Metro Weekly

Alan Cumming: Och and Awe

Alan Cumming lets us in on his unlikely friendship and onstage partnership with bosom buddy Ari Shapiro.

Alan Cumming -- Photo: Francis Hills
Alan Cumming — Photo: Francis Hills

Somewhere between Paris and London, British Airways lost Alan Cumming’s luggage, and, now waylaid in an airport hotel, the award-winning actor-writer-singer-producer is stuck. “I’m doing this travel show and I’ve got all these suits that I wear in one of the bags,” he tells me over a Zoom call. “I wonder what will I do?”

To his credit, and despite the day’s comedy of errors — someone from the hotel briefly interrupts to deliver coffee pods for Cumming’s coffeemaker, but they’re the wrong pods for his machine — Cumming remains in bright spirits whether talking about reviving Och & Oy!: A Considered Cabaret, his show with pal Ari Shapiro, or giving the rundown on his latest TV travelogue.

“It’s a show where I go and meet people who’ve built their dream homes,” Cumming shares. “I’ve been to the Sound of Mull in the west coast of Scotland, Liguria in Italy. That was stunning. Sicily in Italy. I’ve just been to Normandy, Northern Ireland. Then I go to Sweden, go to London, and do some press, actually, for A Strange Loop. A Strange Loop‘s opening in London, and so I’m doing a little interview about that as a producer.”

Between touring for stage performances, film and TV productions, and as a Renaissance man of the world, this Scot based in New York really gets around.

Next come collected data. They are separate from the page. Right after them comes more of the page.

/// `timeMin`/`timeMax` around the UTC start of today.
fn sync_window(now: DateTime<Utc>) -> (String, String) {
    let today = now.date_naive().and_time(chrono::NaiveTime::MIN).and_utc();
    let min = today - Duration::days(CALENDAR_SYNC_LOOKBACK_DAYS);
    let max = today + Duration::days(CALENDAR_SYNC_LOOKAHEAD_DAYS);
    (min.to_rfc3339_opts(SecondsFormat::Secs, true), max.to_rfc3339_opts(SecondsFormat::Secs, true))
}

fn normalize_item(raw: serde_json::Value) -> Option<NormalizedEvent> {
    let item = EventItem::deserialize(&raw).ok()?;
    let external_id = item.id.filter(|id| !id.is_empty())?;
    let starts_at = item.start.as_ref().and_then(EventTime::resolve)?;
    let ends_at = item.end.as_ref().and_then(EventTime::resolve)?;

    Some(NormalizedEvent {
        external_id,
        summary: item.summary,
        description: item.description,
        location: item.location,
        starts_at,
        ends_at,
        metadata: Some(raw),
    })
}

#[derive(Debug, Deserialize)]
struct TokenResponse {
    access_token: Option<String>,
    refresh_token: Option<String>,
    expires_in: Option<i64>,
}

#[derive(Debug, Deserialize)]
struct UserInfo {
    id: Option<String>,
    email: Option<String>,
    name: Option<String>,
}

#[derive(Debug, Deserialize)]
#[serde(rename_all = "camelCase")]
struct EventsPage {
    items: Option<Vec<serde_json::Value>>,
    next_page_token: Option<String>,
}

#[derive(Debug, Deserialize)]
struct EventItem {
    id: Option<String>,
    summary: Option<String>,
    description: Option<String>,
    location: Option<String>,
    start: Option<EventTime>,
    end: Option<EventTime>,
}

#[derive(Debug, Deserialize)]
#[serde(rename_all = "camelCase")]
struct EventTime {
    date_time: Option<String>,
    date: Option<String>,
    time_zone: Option<String>,
}

impl EventTime {
    /// `dateTime` wins over `date`; explicit offsets win over `timeZone`.
    fn resolve(&self) -> Option<DateTime<Utc>> {
        let zone: Tz = self.time_zone.as_deref().and_then(|tz| tz.parse().ok()).unwrap_or(Tz::UTC);

        if let Some(value) = self.date_time.as_deref().filter(|v| !v.is_empty()) {
            if let Ok(parsed) = DateTime::parse_from_rfc3339(value) {
                return Some(parsed.with_timezone(&Utc));
            }
            let naive = NaiveDateTime::parse_from_str(value, "%Y-%m-%dT%H:%M:%S").ok()?;
            return zone.from_local_datetime(&naive).earliest().map(|dt| dt.with_timezone(&Utc));
        }

        let date = self.date.as_deref().filter(|v| !v.is_empty())?;
        let day = NaiveDate::parse_from_str(date, "%Y-%m-%d").ok()?;
        zone.from_local_datetime(&day.and_time(chrono::NaiveTime::MIN))
            .earliest()
            .map(|dt| dt.with_timezone(&Utc))
    }
}

#[cfg(test)]
mod tests {
    use serde_json::json;
    use wiremock::matchers::{body_string_contains, header, method, path, query_param};
    use wiremock::{Mock, MockServer, ResponseTemplate};

    use super::*;

    struct PlainCipher;

    impl SecretCipher for PlainCipher {
        fn encrypt(&self, plaintext: &str) -> Result<String> {
            Ok(format!("enc:{plaintext}"))
        }

        fn decrypt(&self, token: &str) -> Result<String> {
            token
                .strip_prefix("enc:")
                .map(str::to_string)
                .ok_or_else(|| HearthError::InvalidPayload(token.to_string()))
        }
    }

    fn client(server: &MockServer) -> GoogleCalendarClient {
        let config = GoogleConfig {
            client_id: Some("client-id".into()),
            client_secret: Some("client-secret".into()),
            redirect_uri: None,
        };
        GoogleCalendarClient::new(HttpClient::new().unwrap(), config, Arc::new(PlainCipher))
            .with_endpoints(GoogleEndpoints::with_base(&server.uri()))
    }

    fn account(expires_at: Option<DateTime<Utc>>, refresh: Option<&str>) -> CalendarAccount {
        CalendarAccount {
            id: "acc-1".into(),
            user_id: "user-1".into(),
            provider: "google".into(),
            external_id: "g-123".into(),
            email: None,
            label: None,
            access_token_enc: "enc:old-access".into(),
            refresh_token_enc: refresh.map(|r| format!("enc:{r}")),
            expires_at,
            last_synced_at: None,
            created_at: Utc::now(),
            updated_at: Utc::now(),
        }
    }

    fn event(id: &str) -> serde_json::Value {
        json!({
            "id": id,
            "summary": format!("Event {id}"),
            "start": {"dateTime": "2026-03-01T09:00:00-05:00"},
            "end": {"dateTime": "2026-03-01T10:00:00-05:00"}
        })
    }

    #[tokio::test]
    async fn pages_until_no_next_token() {
        let server = MockServer::start().await;
        Mock::given(method("GET"))
            .and(path("/calendar/v3/calendars/primary/events"))
            .and(query_param("pageToken", "p2"))
            .respond_with(ResponseTemplate::new(200).set_body_json(json!({"items": [event("b")]})))
            .mount(&server)
            .await;
        Mock::given(method("GET"))
            .and(path("/calendar/v3/calendars/primary/events"))
            .and(query_param("maxResults", "2500"))
            .and(query_param("singleEvents", "true"))
            .and(query_param("orderBy", "startTime"))
            .and(header("authorization", "Bearer old-access"))
            .respond_with(
                ResponseTemplate::new(200)
                    .set_body_json(json!({"items": [event("a"), {"id": "no-times"}], "nextPageToken": "p2"})),
            )
            .up_to_n_times(1)
            .mount(&server)
            .await;

        let fetch = client(&server).fetch_events(&account(None, None)).await;
        let events = fetch.events.unwrap();
        assert!(fetch.refreshed.is_none());
        assert_eq!(events.iter().map(|e| e.external_id.as_str()).collect::<Vec<_>>(), ["a", "b"]);
        assert_eq!(events[0].starts_at.to_rfc3339(), "2026-03-01T14:00:00+00:00");
        assert_eq!(events[0].metadata.as_ref().unwrap()["summary"], "Event a");
    }

    #[tokio::test]
    async fn refreshes_before_fetch_when_expiring() {
        let server = MockServer::start().await;
        Mock::given(method("POST"))
            .and(path("/token"))
            .and(body_string_contains("grant_type=refresh_token"))
            .respond_with(
                ResponseTemplate::new(200)
                    .set_body_json(json!({"access_token": "new-access", "expires_in": 3600})),
            )
            .expect(1)
            .mount(&server)
            .await;
        Mock::given(method("GET"))
            .and(header("authorization", "Bearer new-access"))
            .respond_with(ResponseTemplate::new(200).set_body_json(json!({"items": []})))
            .mount(&server)
            .await;

        let expiring = account(Some(Utc::now() + Duration::seconds(30)), Some("refresh-1"));
        let fetch = client(&server).fetch_events(&expiring).await;

        assert!(fetch.events.unwrap().is_empty());
        let refreshed = fetch.refreshed.expect("refreshed credentials");
        assert_eq!(refreshed.access_token, "new-access");
        assert!(refreshed.refresh_token.is_none());
        assert!(refreshed.expires_at.is_some());
    }

    #[tokio::test]
    async fn unauthorized_triggers_single_refresh_and_retry() {
        let server = MockServer::start().await;
        Mock::given(method("GET"))
            .and(header("authorization", "Bearer old-access"))
            .respond_with(ResponseTemplate::new(401))
            .expect(1)
            .mount(&server)
            .await;
        Mock::given(method("POST"))
            .and(path("/token"))
            .respond_with(ResponseTemplate::new(200).set_body_json(
                json!({"access_token": "new-access", "refresh_token": "rotated", "expires_in": 60}),
            ))
            .expect(1)
            .mount(&server)
            .await;
        Mock::given(method("GET"))
            .and(header("authorization", "Bearer new-access"))
            .respond_with(ResponseTemplate::new(200).set_body_json(json!({"items": [event("x")]})))
            .mount(&server)
            .await;

        let fetch = client(&server).fetch_events(&account(None, Some("refresh-1"))).await;
        assert_eq!(fetch.events.unwrap().len(), 1);
        assert_eq!(fetch.refreshed.unwrap().refresh_token.as_deref(), Some("rotated"));
    }

    #[tokio::test]
    async fn refreshed_credentials_survive_failed_fetch() {
        let server = MockServer::start().await;
        Mock::given(method("POST"))
            .respond_with(
                ResponseTemplate::new(200)
                    .set_body_json(json!({"access_token": "new-access", "expires_in": 3600})),
            )
            .mount(&server)
            .await;
        Mock::given(method("GET"))
            .respond_with(ResponseTemplate::new(503).set_body_string("backend unavailable"))
            .mount(&server)
            .await;

        let expired = account(Some(Utc::now() - Duration::hours(1)), Some("refresh-1"));
        let fetch = client(&server).fetch_events(&expired).await;

        assert!(matches!(fetch.events, Err(HearthError::Upstream(ref m)) if m.contains("503")));
        assert_eq!(fetch.refreshed.unwrap().access_token, "new-access");
    }

    #[tokio::test]
    async fn unauthorized_without_refresh_token_is_upstream() {
        let server = MockServer::start().await;
        Mock::given(method("GET")).respond_with(ResponseTemplate::new(401)).mount(&server).await;

        let fetch = client(&server).fetch_events(&account(None, None)).await;
        assert!(matches!(fetch.events, Err(HearthError::Upstream(ref m)) if m.contains("401")));
    }

    #[tokio::test]
    async fn exchange_and_profile() {
        let server = MockServer::start().await;
        Mock::given(method("POST"))
            .and(path("/token"))
            .and(body_string_contains("grant_type=authorization_code"))
            .and(body_string_contains("code=auth-code"))
            .respond_with(ResponseTemplate::new(200).set_body_json(
                json!({"access_token": "a", "refresh_token": "r", "expires_in": 3599}),
            ))
            .mount(&server)
            .await;
        Mock::given(method("GET"))
            .and(path("/oauth2/v2/userinfo"))
            .and(header("authorization", "Bearer a"))
            .respond_with(ResponseTemplate::new(200).set_body_json(
                json!({"id": "g-123", "email": "cook@example.com", "name": "Cook"}),
            ))
            .mount(&server)
            .await;

        let google = client(&server);
        let tokens = google.exchange_code("auth-code", "https://app/cb").await.unwrap();
        assert_eq!(tokens.access_token.as_deref(), Some("a"));
        assert_eq!(tokens.refresh_token.as_deref(), Some("r"));

        let profile = google.fetch_profile("a").await.unwrap();
        assert_eq!(profile.id.as_deref(), Some("g-123"));
        assert_eq!(profile.name.as_deref(), Some("Cook"));
    }

    #[test]
    fn event_time_resolution() {
        let all_day = EventTime { date_time: None, date: Some("2026-12-25".into()), time_zone: None };
        assert_eq!(all_day.resolve().unwrap().to_rfc3339(), "2026-12-25T00:00:00+00:00");

        let zoned = EventTime {
            date_time: Some("2026-07-01T09:00:00".into()),
            date: None,
            time_zone: Some("Europe/Berlin".into()),
        };
        assert_eq!(zoned.resolve().unwrap().to_rfc3339(), "2026-07-01T07:00:00+00:00");

        let offset_wins = EventTime {
            date_time: Some("2026-07-01T09:00:00+00:00".into()),
            date: None,
            time_zone: Some("Europe/Berlin".into()),
        };
        assert_eq!(offset_wins.resolve().unwrap().to_rfc3339(), "2026-07-01T09:00:00+00:00");

        let empty = EventTime { date_time: None, date: None, time_zone: None };
        assert!(empty.resolve().is_none());
    }

    #[test]
    fn leeway_and_window() {
        let now = Utc.with_ymd_and_hms(2026, 5, 10, 15, 30, 0).unwrap();
        assert!(expires_soon(Some(now + Duration::seconds(59)), now));
        assert!(!expires_soon(Some(now + Duration::seconds(120)), now));
        assert!(!expires_soon(None, now));

        let (min, max) = sync_window(now);
        assert_eq!(min, "2026-05-03T00:00:00Z");
        assert_eq!(max, "2026-07-09T00:00:00Z");
    }
}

“I hate losing my luggage, but I like going to all these different places and meeting all these nutty people,” he says. “So many crazy people in the world. And I’m good at getting people to open up and reveal things. It’s a skill I’ve always had. People are always telling me the most dreadful secrets.”

Asked the secret to his and Shapiro’s sparkling onstage chemistry in Och & Oy!, Cumming has little to reveal. “I don’t know, I just think people quite like the idea of the two of us. People get it. I think people get that we’re having some fun with our own images. And they’ve certainly turned out. We’ve been fine for audiences.”

The two close friends met first as subject and interviewer, at a Sixth & I Historic Synagogue event featuring Cumming discussing his book of photography and stories You Gotta Get Bigger Dreams with NPR host and journalist Shapiro.

“You get interviewed by people all the time,” Cumming recalls, “but it’s nice when you do one of those nights where it’s someone who’s not just giving you softball questions and who challenges you, and it’s a conversation. He didn’t let me get away with anything. I liked that.”

Soon after, the pair of modern gay icons met for another onstage interview, for the Newseum’s Rise Up exhibit marking the 50th anniversary of Stonewall. “As we were walking off stage from that, I said, ‘Gosh, Ari, we are really good at this. We’ve got good energy, we should do a show together.’ And he said, ‘Don’t tease me. If you mean it, I’d love to. Don’t say it if you don’t mean it.’”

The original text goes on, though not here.